De igual manera, movimientos y plataformas internacionales de solidaridad con Cuba califican el bloqueo continuado como un “genocidio vergonzoso”, denunciando que se penaliza a un país entero por ejercer su soberanía y su opción política.

La idea central de estas denuncias es que cuando se priva deliberadamente a un pueblo de medios esenciales para su supervivencia, se cruza una línea ética y jurídica que justifica el uso del concepto de genocidio, al menos en el plano político y moral.

Desde el punto de vista estrictamente jurídico internacional, la situación es más compleja, porque para que una política estatal sea reconocida formalmente como genocidio, según la Convención para la Prevención y la Sanción del Delito de Genocidio de 1948, no basta con que provoque sufrimientos graves o incluso numerosas muertes; es necesario demostrar la intención específica de destruir, total o parcialmente, a un grupo nacional, étnico, racial o religioso en cuanto tal.

Esa intención suele ser establecida por tribunales internacionales o por decisiones formales de órganos competentes, a partir de pruebas documentales, declaraciones oficiales u otros elementos que muestren de manera inequívoca ese propósito de destrucción.

En el caso del bloqueo de combustible a Cuba, muchos juristas señalan que los efectos materiales se asemejan a prácticas genocidas.
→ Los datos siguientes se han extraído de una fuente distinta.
//! Protocol dispatcher - routes MCP methods for one addressed server
//!
//! The dispatcher implements Tower's `Service` trait, making it composable
//! with standard tower middleware. Errors never surface as `Service` errors:
//! they are carried in [`DispatchResponse::inner`] and rendered as JSON-RPC
//! error objects.
//!
//! Session lifecycle per session id: `initialize` creates it (ACTIVE),
//! session-bound methods require it, `terminate` removes it (TERMINATED).

use std::convert::Infallible;
use std::future::Future;
use std::pin::Pin;
use std::sync::Arc;
use std::task::{Context, Poll};

use serde_json::{Map, Value};
use tower_service::Service;

use crate::engine::ExecutionEngine;
use crate::error::JsonRpcError;
use crate::oauth::{OAuthError, ScopeRequirement, TokenClaims};
use crate::protocol::{
    CallToolParams, CallToolResult, EmptyResult, Implementation, InitializeParams,
    InitializeResult, JsonRpcResponse, ListToolsResult, McpRequest, McpResponse, RequestId,
    ServerCapabilities, TerminateResult, ToolsCapability, negotiate_protocol_version,
};
use crate::session::{Session, SessionError, SessionManager};
use crate::store::{ConfigStore, Server, StoreError, Tenant};

/// Instructions returned by `initialize` when the server has none configured
pub const DEFAULT_INSTRUCTIONS: &str = "Welcome to Gateway MCP Proxy.";

/// Version reported in `serverInfo` when the server has none configured
pub const DEFAULT_SERVER_VERSION: &str = "0.1.0";

/// Per-call context supplied by the transport
#[derive(Debug, Clone, Default)]
pub struct CallContext {
    /// Slug of the server addressed by the request path
    pub server_slug: String,
    /// Value of the `Mcp-Session-Id` header, if any
    pub session_id: Option<String>,
    /// Claims attached by the authentication gate (absent in unprotected mode)
    pub claims: Option<TokenClaims>,
}

impl CallContext {
    pub fn new(server_slug: impl Into<String>) -> Self {
        Self {
            server_slug: server_slug.into(),
            ..Default::default()
        }
    }

    pub fn with_session(mut self, session_id: impl Into<String>) -> Self {
        self.session_id = Some(session_id.into());
        self
    }

    pub fn with_claims(mut self, claims: TokenClaims) -> Self {
        self.claims = Some(claims);
        self
    }
}

/// Request type for the tower Service implementation
#[derive(Debug)]
pub struct DispatchRequest {
    pub id: Option<RequestId>,
    pub context: CallContext,
    pub inner: McpRequest,
}

/// Response type for the tower Service implementation
#[derive(Debug)]
pub struct DispatchResponse {
    pub id: Option<RequestId>,
    pub inner: Result<McpResponse, JsonRpcError>,
    /// Id of the session opened by `initialize`, sent back out of band
    pub session_id: Option<String>,
}

impl DispatchResponse {
    /// Convert to JSON-RPC response
    pub fn into_jsonrpc(self) -> JsonRpcResponse {
        match self.inner {
            Ok(response) => match serde_json::to_value(response) {
                Ok(result) => JsonRpcResponse::result(self.id, result),
                Err(e) => {
                    tracing::error!(error = %e, "Failed to serialize response");
                    JsonRpcResponse::error(
                        self.id,
                        JsonRpcError::internal_error(format!("Serialization error: {}", e)),
                    )
                }
            },
            Err(error) => JsonRpcResponse::error(self.id, error),
        }
    }
}

/// Dispatches MCP methods against the configuration store, the session
/// table and the execution engine.
///
/// Cheap to clone: every component is shared.
#[derive(Clone)]
pub struct Dispatcher {
    store: Arc<dyn ConfigStore>,
    sessions: Arc<SessionManager>,
    engine: ExecutionEngine,
    enforce_scopes: bool,
}

impl std::fmt::Debug for Dispatcher {
    fn fmt(&self, f: &mut std::fmt::Formatter<'_>) -> std::fmt::Result {
        f.debug_struct("Dispatcher")
            .field("enforce_scopes", &self.enforce_scopes)
            .finish_non_exhaustive()
    }
}

impl Dispatcher {
    pub fn new(
        store: Arc<dyn ConfigStore>,
        sessions: Arc<SessionManager>,
        engine: ExecutionEngine,
    ) -> Self {
        Self {
            store,
            sessions,
            engine,
            enforce_scopes: true,
        }
    }

    /// Check caller claims against tool scopes (on by default; off in unprotected mode)
    pub fn enforce_scopes(mut self, enforce: bool) -> Self {
        self.enforce_scopes = enforce;
        self
    }

    pub fn sessions(&self) -> &Arc<SessionManager> {
        &self.sessions
    }

    pub fn store(&self) -> &Arc<dyn ConfigStore> {
        &self.store
    }

    /// Handle an MCP request; returns the response and, for `initialize`,
    /// the new session id.
    async fn handle(
        &self,
        ctx: &CallContext,
        request: McpRequest,
    ) -> Result<(McpResponse, Option<String>), JsonRpcError> {
        match request {
            McpRequest::Initialize(params) => self.initialize(ctx, params).await,
            McpRequest::ListTools => {
                self.session_for(ctx).await?;
                self.resolve_server(&ctx.server_slug).await?;
                let tools = self
                    .store
                    .tools(&ctx.server_slug)
                    .await
                    .map_err(store_error)?
                    .iter()
                    .filter(|t| t.enabled)
                    .map(|t| t.definition())
                    .collect();
                Ok((McpResponse::ListTools(ListToolsResult { tools }), None))
            }
            McpRequest::CallTool(params) => {
                let session = self.session_for(ctx).await?;
                let result = self.call_tool(ctx, &session, params).await?;
                Ok((McpResponse::CallTool(result), None))
            }
            McpRequest::Terminate => {
                let id = ctx
                    .session_id
                    .as_deref()
                    .ok_or_else(JsonRpcError::missing_session)?;
                if let Ok(session) = self.sessions.get(id).await
                    && session.server_slug != ctx.server_slug
                {
                    return Err(JsonRpcError::session_not_found("session not found"));
                }
                self.sessions.delete(id).await;
                tracing::info!(session_id = %id, server = %ctx.server_slug, "Session terminated");
                Ok((
                    McpResponse::Terminate(TerminateResult { terminated: true }),
                    None,
                ))
            }
            McpRequest::Ping => {
                self.session_for(ctx).await?;
                Ok((McpResponse::Pong(EmptyResult {}), None))
            }
            McpRequest::Unknown { method } => Err(JsonRpcError::method_not_found(&method)),
        }
    }

    async fn initialize(
        &self,
        ctx: &CallContext,
        params: InitializeParams,
    ) -> Result<(McpResponse, Option<String>), JsonRpcError> {
        let (server, tenant) = self.resolve_server(&ctx.server_slug).await?;

        if let Some(client) = &params.client_info {
            tracing::info!(
                client = %client.name,
                version = %client.version,
                server = %server.slug,
                "Client initializing"
            );
        }

        let session = self
            .sessions
            .create(&server.slug, &tenant.slug, ctx.claims.clone())
            .await
            .map_err(|e| JsonRpcError::internal_error(e.to_string()))?;

        let name = if server.name.is_empty() {
            server.slug.clone()
        } else {
            server.name.clone()
        };
        let result = InitializeResult {
            protocol_version: negotiate_protocol_version(params.protocol_version.as_deref())
                .to_string(),
            capabilities: ServerCapabilities {
                tools: Some(ToolsCapability::default()),
            },
            server_info: Implementation {
                title: Some(server.title.clone().unwrap_or_else(|| name.clone())),
                version: server
                    .version
                    .clone()
                    .unwrap_or_else(|| DEFAULT_SERVER_VERSION.to_string()),
                name,
            },
            instructions: Some(
                server
                    .instructions
                    .clone()
                    .unwrap_or_else(|| DEFAULT_INSTRUCTIONS.to_string()),
            ),
        };

        Ok((McpResponse::Initialize(result), Some(session.id)))
    }

    async fn call_tool(
        &self,
        ctx: &CallContext,
        session: &Session,
        params: CallToolParams,
    ) -> Result<CallToolResult, JsonRpcError> {
        let tool = self
            .store
            .tool(&ctx.server_slug, &params.name)
            .await
            .map_err(store_error)?
            .filter(|t| t.enabled)
            .ok_or_else(|| JsonRpcError::tool_not_found(&params.name))?;

        let arguments = match params.arguments {
            Value::Null => Map::new(),
            Value::Object(map) => map,
            _ => return Err(JsonRpcError::invalid_params("arguments must be an object")),
        };

        if self.enforce_scopes {
            // Claims on this request win over those captured at initialize
            let claims = ctx
                .claims
                .as_ref()
                .or(session.claims.as_ref())
                .ok_or_else(JsonRpcError::unauthorized)?;
            if let Err(OAuthError::InsufficientScope { required, .. }) =
                ScopeRequirement::all(tool.required_scopes.iter().cloned()).check(claims)
            {
                tracing::debug!(tool = %tool.name, required = ?required, "Insufficient scope");
                return Err(JsonRpcError::insufficient_scope(&required));
            }
        }

        let (server, tenant) = self.resolve_server(&ctx.server_slug).await?;
        let upstream = self
            .engine
            .execute(&server, &tenant, &tool, &arguments)
            .await
            .map_err(|e| {
                tracing::warn!(tool = %tool.name, error = %e, "Upstream call failed");
                JsonRpcError::upstream_error(e.to_string())
            })?;

        Ok(CallToolResult::from_upstream(upstream.status, upstream.body))
    }

    /// The live session named by the call, which must belong to the addressed server.
    async fn session_for(&self, ctx: &CallContext) -> Result<Session, JsonRpcError> {
        let id = ctx
            .session_id
            .as_deref()
            .ok_or_else(JsonRpcError::missing_session)?;

        let session = self.sessions.get(id).await.map_err(|e| match e {
            SessionError::Expired => JsonRpcError::session_not_found("session expired"),
            _ => JsonRpcError::session_not_found("session not found"),
        })?;

        if session.server_slug != ctx.server_slug {
            tracing::debug!(
                session_id = %id,
                bound_to = %session.server_slug,
                addressed = %ctx.server_slug,
                "Session used against another server"
            );
            return Err(JsonRpcError::session_not_found("session not found"));
        }
        Ok(session)
    }

    /// Enabled server and its enabled tenant
    async fn resolve_server(&self, slug: &str) -> Result<(Server, Tenant), JsonRpcError> {
        let server = self
            .store
            .server(slug)
            .await
            .map_err(store_error)?
            .filter(|s| s.enabled)
            .ok_or_else(JsonRpcError::server_not_found)?;
        let tenant = self
            .store
            .tenant(&server.tenant_slug)
            .await
            .map_err(store_error)?
            .filter(|t| t.enabled)
            .ok_or_else(JsonRpcError::server_not_found)?;
        Ok((server, tenant))
    }
}

fn store_error(e: StoreError) -> JsonRpcError {
    tracing::error!(error = %e, "Config store failure");
    JsonRpcError::internal_error(e.to_string())
}

// =============================================================================
// Tower Service implementation
// =============================================================================

impl Service<DispatchRequest> for Dispatcher {
    type Response = DispatchResponse;
    type Error = Infallible; // Errors are in the response
    type Future = Pin<Box<dyn Future<Output = Result<Self::Response, Self::Error>> + Send>>;

    fn poll_ready(&mut self, _cx: &mut Context<'_>) -> Poll<Result<(), Self::Error>> {
        Poll::Ready(Ok(()))
    }

    fn call(&mut self, req: DispatchRequest) -> Self::Future {
        let dispatcher = self.clone();
        Box::pin(async move {
            let (inner, session_id) = match dispatcher.handle(&req.context, req.inner).await {
                Ok((response, session_id)) => (Ok(response), session_id),
                Err(error) => (Err(error), None),
            };
            Ok(DispatchResponse {
                id: req.id,
                inner,
                session_id,
            })
        })
    }
}
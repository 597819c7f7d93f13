// terrarium_sim/src/engine.rs

//! The simulation loop: assemble a scene from a scenario, then step physics
//! and refresh every agent's sensors once per step.

use log::{debug, info};
use nalgebra::Point2;

use terrarium_core::prelude::{AgentId, BodyId, Pose2, Sensor, SensorInput, ShapeId};

use crate::config::{build_sensor, ScenarioConfig};
use crate::error::SimError;
use crate::polar::polar_view;
use crate::scene::PhysicsScene;

/// One agent in the running simulation: its identity, physics anchor and
/// sensor rig.
pub struct SimAgent {
    pub id: AgentId,
    pub name: String,
    pub body: BodyId,
    pub radius: f64,
    pub shape: ShapeId,
    pub sensors: Vec<Box<dyn Sensor>>,
}

pub struct Simulation {
    pub scene: PhysicsScene,
    pub agents: Vec<SimAgent>,
    steps_done: u64,
}

impl Simulation {
    /// Assembles the world and every agent's sensor rig from a loaded
    /// scenario.
    pub fn from_config(config: &ScenarioConfig) -> Result<Self, SimError> {
        let mut scene = PhysicsScene::new(config.simulation.dt);

        for wall in &config.walls {
            scene.add_wall(
                Point2::new(wall.start[0], wall.start[1]),
                Point2::new(wall.end[0], wall.end[1]),
                wall.color,
            );
        }

        for entity in &config.entities {
            let id = scene.add_circle_entity(
                Point2::new(entity.position[0], entity.position[1]),
                entity.radius,
                entity.color,
            );
            if let Some(halo) = entity.halo {
                scene.add_interaction_halo(id, halo);
            }
        }

        let mut agents = Vec::with_capacity(config.agents.len());
        // Each sensor gets a distinct base seed derived from the scenario
        // seed and its position in the build order; SmallRng decorrelates
        // consecutive u64 seeds.
        let mut sensor_count: u64 = 0;
        for agent_config in &config.agents {
            let pose = Pose2::new(
                agent_config.position[0],
                agent_config.position[1],
                agent_config.heading_deg.to_radians(),
            );
            let (id, body, shape) = scene.add_agent(pose, agent_config.radius, agent_config.color);

            let mut sensors = Vec::with_capacity(agent_config.sensors.len());
            for spec in &agent_config.sensors {
                let base_seed = config.simulation.seed.wrapping_add(sensor_count);
                sensor_count += 1;
                sensors.push(build_sensor(
                    spec,
                    body,
                    agent_config.radius,
                    &[shape],
                    base_seed,
                )?);
            }
            info!(
                "agent '{}' assembled with {} sensors",
                agent_config.name,
                sensors.len()
            );

            agents.push(SimAgent {
                id,
                name: agent_config.name.clone(),
                body,
                radius: agent_config.radius,
                shape,
                sensors,
            });
        }

        scene.refresh_queries();
        Ok(Self {
            scene,
            agents,
            steps_done: 0,
        })
    }

    /// Advances physics by one timestep, then updates every sensor against
    /// the frozen scene. Sensor updates never mutate the scene, so their
    /// order is irrelevant.
    pub fn step(&mut self) -> Result<(), SimError> {
        self.scene.step();

        for agent in &mut self.agents {
            for sensor in &mut agent.sensors {
                match sensor.polar_spec() {
                    Some(spec) => {
                        let view = polar_view(&self.scene, agent.body, &spec)?;
                        sensor.update(SensorInput::Polar(&view))?;
                    }
                    None => sensor.update(SensorInput::Scene(&self.scene))?,
                }
            }
        }

        self.steps_done += 1;
        debug!("step {} complete", self.steps_done);
        Ok(())
    }

    pub fn steps_done(&self) -> u64 {
        self.steps_done
    }
}
// terrarium_sim/src/cli.rs

use clap::Parser;
use std::path::PathBuf;

/// Terrarium: a 2D embodied-agent playground simulator.
///
/// This struct defines the command-line arguments that can be passed to any
/// binary application that uses the Terrarium simulation library.
#[derive(Parser, Debug, Clone)]
#[command(author, version, about, long_about = None)]
pub struct Cli {
    /// The path to the scenario TOML file to run.
    #[arg(short, long, default_value = "assets/scenarios/corridor.toml")]
    pub scenario: PathBuf,

    /// Override the step count from the scenario file.
    #[arg(long)]
    pub steps: Option<u64>,

    /// Directory to write diagnostic sensor renderings into (one PNG per
    /// sensor, from the final step).
    #[arg(long)]
    pub draw_dir: Option<PathBuf>,
}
Hasta ahora no existe una resolución de la Asamblea General de la ONU, del Consejo de Seguridad, ni una sentencia de una corte internacional que lo declare legalmente como genocidio.

Es importante distinguir entre el uso político y moral del término genocidio y su uso técnico en el derecho internacional.

En el discurso político, el concepto se emplea para denunciar la extrema gravedad de una situación y para movilizar a la opinión pública frente a políticas consideradas inhumanas.

Así, cuando actores cubanos e internacionales califican el bloqueo de genocida, buscan enfatizar que se trata de una violación grave del derecho internacional, de los derechos humanos y de los principios más básicos de humanidad, reclamando el fin inmediato de las sanciones.

En el ámbito jurídico-positivo, la calificación de genocidio implica consecuencias específicas, como la responsabilidad penal internacional de los dirigentes implicados, y exige un estándar probatorio muy elevado que, hasta el momento, no se ha plasmado en una decisión institucional.